В связи с этим – разумеется,
бессмысленно вступать в полемику, – у меня даже
есть некоторые возражения по поводу того, как
Пастернак обращался с этим сюжетом, в частности,
с Рождественской звездой.
– У нас сегодня имя Пастернака в
третий, кажется, раз всплывает в разговоре, что
естественно – в русской поэзии XX века никто не
уделял столько места евангельской теме. Вы, я
думаю, помните об этом лучше всех: не совпадение
же, что у вас есть стихотворение 87-го года,
названное, как и у Пастернака, – «Рождественская
звезда».
– Кстати, написал я его сразу по
возвращении из Стокгольма.
– Тем более, значит, сопоставление
подкрепляется и нобелевской линией. В чем же ваши
возражения Пастернаку?
– У него там центробежная сила действует.
Радиус все время расширяется, от центральной
фигуры, от Младенца. В то время как, по существу,
все наоборот.
– У вас движение –
центростремительное. В стихе 89-го года это
выражено недвусмысленно, хоть и парадоксально:
«трех лучей приближенье к звезде», а не движение
лучей от звезды.
– Совершенно верно. То есть я не хочу
сказать, что я прав. Но так мне кажется, да?
– Ваш подход к евангельским темам, вы
говорите, общехристианский, но
сосредоточенность на Рождестве – уже некий
выбор. Ведь в западном христианстве именно это –
главный и любимейший праздник, а в восточном –
Пасха.
– В этом-то вся разница между Востоком
и Западом. Между нами и ними. У нас – пафос слезы.
В Пасхе главная идея – слеза.
– Мне представляется, что главное
различие – в западном рационализме и восточной
мистичности. Одно дело – родиться, это каждому
дано, другое дело – воскреснуть: тут чудо.
– Да, да, это тоже. Но в основе всего –
чистая радость Рождества и...
– ...и радость через страдание.
– И радость через страдание.

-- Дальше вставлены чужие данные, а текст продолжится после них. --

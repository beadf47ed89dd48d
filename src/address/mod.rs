//! Address model
//!
//! This module holds:
//! - Small value types shared across the crate (coordinates, bounds,
//!   admin levels)
//! - The immutable address record returned by the provider
//! - A builder for assembling records field by field

pub mod builder;

use serde::{Deserialize, Serialize};
use serde_json::{json, Map, Value};

/// A geographic coordinate pair (latitude, longitude)
#[derive(Debug, Clone, Copy, PartialEq, Serialize, Deserialize)]
pub struct Coordinates {
    pub lat: f64,
    pub lon: f64,
}

impl Coordinates {
    /// Create new coordinates
    pub fn new(lat: f64, lon: f64) -> Self {
        Self { lat, lon }
    }
}

/// A bounding box around a place (south, west, north, east)
#[derive(Debug, Clone, Copy, PartialEq, Serialize, Deserialize)]
pub struct Bounds {
    pub south: f64,
    pub west: f64,
    pub north: f64,
    pub east: f64,
}

impl Bounds {
    /// Create a new bounding box
    pub fn new(south: f64, west: f64, north: f64, east: f64) -> Self {
        Self {
            south,
            west,
            north,
            east,
        }
    }
}

/// One rung of a region's administrative hierarchy (state, county, ...)
#[derive(Debug, Clone, PartialEq, Serialize, Deserialize)]
pub struct AdminLevel {
    level: u32,
    name: String,
    code: String,
}

impl AdminLevel {
    /// Create an admin level
    pub fn new(level: u32, name: impl Into<String>, code: impl Into<String>) -> Self {
        Self {
            level,
            name: name.into(),
            code: code.into(),
        }
    }

    /// Position in the hierarchy, 1 being the widest
    pub fn level(&self) -> u32 {
        self.level
    }

    /// Human-readable name of the region
    pub fn name(&self) -> &str {
        &self.name
    }

    /// Short code of the region, empty when the source carries none
    pub fn code(&self) -> &str {
        &self.code
    }
}

/// An address returned by the LocationIQ provider
///
/// Immutable value object: every `with_*` method returns a new record and
/// leaves the original untouched. Alongside the generic address fields it
/// carries the provider extras (attribution, display name, OSM provenance,
/// place type, opaque tag blocks).
#[derive(Debug, Clone, PartialEq)]
pub struct LocationIqAddress {
    provided_by: String,
    coordinates: Option<Coordinates>,
    bounds: Option<Bounds>,
    street_number: Option<String>,
    street_name: Option<String>,
    postal_code: Option<String>,
    locality: Option<String>,
    sub_locality: Option<String>,
    admin_levels: Vec<AdminLevel>,
    country: Option<String>,
    country_code: Option<String>,
    attribution: Option<String>,
    category: Option<String>,
    display_name: Option<String>,
    osm_id: Option<i64>,
    osm_type: Option<String>,
    place_type: Option<String>,
    extra_tags: Option<Value>,
    name_details: Option<Value>,
}

impl LocationIqAddress {
    /// Name of the provider that produced this record
    pub fn provided_by(&self) -> &str {
        &self.provided_by
    }

    /// Coordinates of the place
    pub fn coordinates(&self) -> Option<Coordinates> {
        self.coordinates
    }

    /// Bounding box of the place
    pub fn bounds(&self) -> Option<Bounds> {
        self.bounds
    }

    /// House number
    pub fn street_number(&self) -> Option<&str> {
        self.street_number.as_deref()
    }

    /// Street (or pedestrian way) name
    pub fn street_name(&self) -> Option<&str> {
        self.street_name.as_deref()
    }

    /// Postal code; when the source joins several with `;` only the first
    /// is kept
    pub fn postal_code(&self) -> Option<&str> {
        self.postal_code.as_deref()
    }

    /// City, town, village or hamlet, whichever the source filled first
    pub fn locality(&self) -> Option<&str> {
        self.locality.as_deref()
    }

    /// Suburb
    pub fn sub_locality(&self) -> Option<&str> {
        self.sub_locality.as_deref()
    }

    /// Administrative hierarchy, widest region first
    pub fn admin_levels(&self) -> &[AdminLevel] {
        &self.admin_levels
    }

    /// Country name
    pub fn country(&self) -> Option<&str> {
        self.country.as_deref()
    }

    /// Upper-cased ISO country code
    pub fn country_code(&self) -> Option<&str> {
        self.country_code.as_deref()
    }

    /// Licence string of the upstream data
    pub fn attribution(&self) -> Option<&str> {
        self.attribution.as_deref()
    }

    /// Place category (OSM class)
    pub fn category(&self) -> Option<&str> {
        self.category.as_deref()
    }

    /// Full display name as formatted by the upstream API
    pub fn display_name(&self) -> Option<&str> {
        self.display_name.as_deref()
    }

    /// OpenStreetMap object id
    pub fn osm_id(&self) -> Option<i64> {
        self.osm_id
    }

    /// OpenStreetMap object kind (node, way, relation)
    pub fn osm_type(&self) -> Option<&str> {
        self.osm_type.as_deref()
    }

    /// Place type; only populated by forward lookups
    pub fn place_type(&self) -> Option<&str> {
        self.place_type.as_deref()
    }

    /// Opaque extra-tags block; only populated by forward lookups
    pub fn extra_tags(&self) -> Option<&Value> {
        self.extra_tags.as_ref()
    }

    /// Opaque name-details block; only populated by forward lookups
    pub fn name_details(&self) -> Option<&Value> {
        self.name_details.as_ref()
    }

    /// Return a copy with the attribution set
    pub fn with_attribution(&self, attribution: impl Into<String>) -> Self {
        let mut new = self.clone();
        new.attribution = Some(attribution.into());
        new
    }

    /// Return a copy with the category set
    pub fn with_category(&self, category: impl Into<String>) -> Self {
        let mut new = self.clone();
        new.category = Some(category.into());
        new
    }

    /// Return a copy with the display name set
    pub fn with_display_name(&self, display_name: impl Into<String>) -> Self {
        let mut new = self.clone();
        new.display_name = Some(display_name.into());
        new
    }

    /// Return a copy with the OSM id set
    pub fn with_osm_id(&self, osm_id: i64) -> Self {
        let mut new = self.clone();
        new.osm_id = Some(osm_id);
        new
    }

    /// Return a copy with the OSM type set
    pub fn with_osm_type(&self, osm_type: impl Into<String>) -> Self {
        let mut new = self.clone();
        new.osm_type = Some(osm_type.into());
        new
    }

    /// Return a copy with the place type set
    pub fn with_place_type(&self, place_type: impl Into<String>) -> Self {
        let mut new = self.clone();
        new.place_type = Some(place_type.into());
        new
    }

    /// Return a copy with the extra-tags block set
    pub fn with_extra_tags(&self, extra_tags: Value) -> Self {
        let mut new = self.clone();
        new.extra_tags = Some(extra_tags);
        new
    }

    /// Return a copy with the name-details block set
    pub fn with_name_details(&self, name_details: Value) -> Self {
        let mut new = self.clone();
        new.name_details = Some(name_details);
        new
    }

    /// Flatten the record into a single-level key/value mapping
    ///
    /// Every documented key is always present; absent optionals become JSON
    /// null, an absent bounding box becomes four explicit nulls and absent
    /// admin levels an empty array.
    pub fn to_flat_map(&self) -> Map<String, Value> {
        fn text(value: &Option<String>) -> Value {
            value.as_ref().map_or(Value::Null, |v| json!(v))
        }

        let mut map = Map::new();
        map.insert("provided_by".to_string(), json!(self.provided_by));
        map.insert(
            "latitude".to_string(),
            self.coordinates.map_or(Value::Null, |c| json!(c.lat)),
        );
        map.insert(
            "longitude".to_string(),
            self.coordinates.map_or(Value::Null, |c| json!(c.lon)),
        );
        map.insert(
            "bounds_south".to_string(),
            self.bounds.map_or(Value::Null, |b| json!(b.south)),
        );
        map.insert(
            "bounds_west".to_string(),
            self.bounds.map_or(Value::Null, |b| json!(b.west)),
        );
        map.insert(
            "bounds_north".to_string(),
            self.bounds.map_or(Value::Null, |b| json!(b.north)),
        );
        map.insert(
            "bounds_east".to_string(),
            self.bounds.map_or(Value::Null, |b| json!(b.east)),
        );
        map.insert("street_number".to_string(), text(&self.street_number));
        map.insert("street_name".to_string(), text(&self.street_name));
        map.insert("postal_code".to_string(), text(&self.postal_code));
        map.insert("locality".to_string(), text(&self.locality));
        map.insert("sub_locality".to_string(), text(&self.sub_locality));
        map.insert("admin_levels".to_string(), json!(self.admin_levels));
        map.insert("country".to_string(), text(&self.country));
        map.insert("country_code".to_string(), text(&self.country_code));
        map.insert("attribution".to_string(), text(&self.attribution));
        map.insert("category".to_string(), text(&self.category));
        map.insert("display_name".to_string(), text(&self.display_name));
        map.insert(
            "osm_id".to_string(),
            self.osm_id.map_or(Value::Null, |id| json!(id)),
        );
        map.insert("osm_type".to_string(), text(&self.osm_type));
        map.insert("type".to_string(), text(&self.place_type));
        map.insert(
            "extra_tags".to_string(),
            self.extra_tags.clone().unwrap_or(Value::Null),
        );
        map.insert(
            "name_details".to_string(),
            self.name_details.clone().unwrap_or(Value::Null),
        );
        map
    }
}

#[cfg(test)]
mod tests {
    use super::builder::AddressBuilder;
    use super::*;

    fn empty_record() -> LocationIqAddress {
        AddressBuilder::new("locationiq").build()
    }

    #[test]
    fn test_with_mutators_leave_original_unchanged() {
        let record = empty_record();
        let changed = record
            .with_attribution("Data (c) OpenStreetMap contributors")
            .with_display_name("Berlin, Deutschland")
            .with_osm_id(240_109_189)
            .with_osm_type("node")
            .with_place_type("city");

        assert!(record.attribution().is_none());
        assert!(record.display_name().is_none());
        assert!(record.osm_id().is_none());

        assert_eq!(
            changed.attribution(),
            Some("Data (c) OpenStreetMap contributors")
        );
        assert_eq!(changed.display_name(), Some("Berlin, Deutschland"));
        assert_eq!(changed.osm_id(), Some(240_109_189));
        assert_eq!(changed.osm_type(), Some("node"));
        assert_eq!(changed.place_type(), Some("city"));
    }

    #[test]
    fn test_flat_map_has_every_key_when_empty() {
        let map = empty_record().to_flat_map();

        let expected_keys = [
            "provided_by",
            "latitude",
            "longitude",
            "bounds_south",
            "bounds_west",
            "bounds_north",
            "bounds_east",
            "street_number",
            "street_name",
            "postal_code",
            "locality",
            "sub_locality",
            "admin_levels",
            "country",
            "country_code",
            "attribution",
            "category",
            "display_name",
            "osm_id",
            "osm_type",
            "type",
            "extra_tags",
            "name_details",
        ];
        for key in expected_keys {
            assert!(map.contains_key(key), "missing key: {}", key);
        }
        assert_eq!(map.len(), expected_keys.len());

        // Absent bounds show up as four explicit nulls, not a missing key
        assert_eq!(map["bounds_south"], Value::Null);
        assert_eq!(map["bounds_west"], Value::Null);
        assert_eq!(map["bounds_north"], Value::Null);
        assert_eq!(map["bounds_east"], Value::Null);
        assert_eq!(map["admin_levels"], json!([]));
        assert_eq!(map["provided_by"], json!("locationiq"));
    }

    #[test]
    fn test_flat_map_with_fields_set() {
        let mut builder = AddressBuilder::new("locationiq");
        builder.set_coordinates(48.1371, 11.5754);
        builder.set_bounds(48.0616, 11.3608, 48.2482, 11.7229);
        builder.set_locality("München");
        builder.set_country("Deutschland");
        builder.set_country_code("DE");
        builder.add_admin_level(1, "Bayern", "");
        let record = builder.build().with_display_name("München, Bayern");

        let map = record.to_flat_map();
        assert_eq!(map["latitude"], json!(48.1371));
        assert_eq!(map["longitude"], json!(11.5754));
        assert_eq!(map["bounds_south"], json!(48.0616));
        assert_eq!(map["bounds_east"], json!(11.7229));
        assert_eq!(map["locality"], json!("München"));
        assert_eq!(map["country_code"], json!("DE"));
        assert_eq!(
            map["admin_levels"],
            json!([{ "level": 1, "name": "Bayern", "code": "" }])
        );
        assert_eq!(map["display_name"], json!("München, Bayern"));
    }

    #[test]
    fn test_admin_level_accessors() {
        let level = AdminLevel::new(2, "Kreis Euskirchen", "");
        assert_eq!(level.level(), 2);
        assert_eq!(level.name(), "Kreis Euskirchen");
        assert_eq!(level.code(), "");
    }
}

Поэтому у
Пастернака куда более сногсшибательные
стихотворения – стихи о распятии, про Магдалину.
Это замечательные стихи, совершенно
фантастический там конец.
Тут мне есть что сказать. У Пастернака,
этого поэта микрокосма, как ни странно, в
рождественском стихотворении и в двух про
Магдалину все движение – противоположное его
натуре, тому, с чем мы всегда сталкиваемся у него.
В евангельских его стихах движение, я уже
говорил, – центробежное. Настолько, что он
выходит за пределы доктрины. Например, когда он
говорит: «Слишком многим руки для объятья // Ты
раскинешь по концам креста».
– Тут, конечно, слово «слишком» –
как бы слишком.
– Это, если угодно, ересь. Но здесь
сказывается центробежная сила стихотворения.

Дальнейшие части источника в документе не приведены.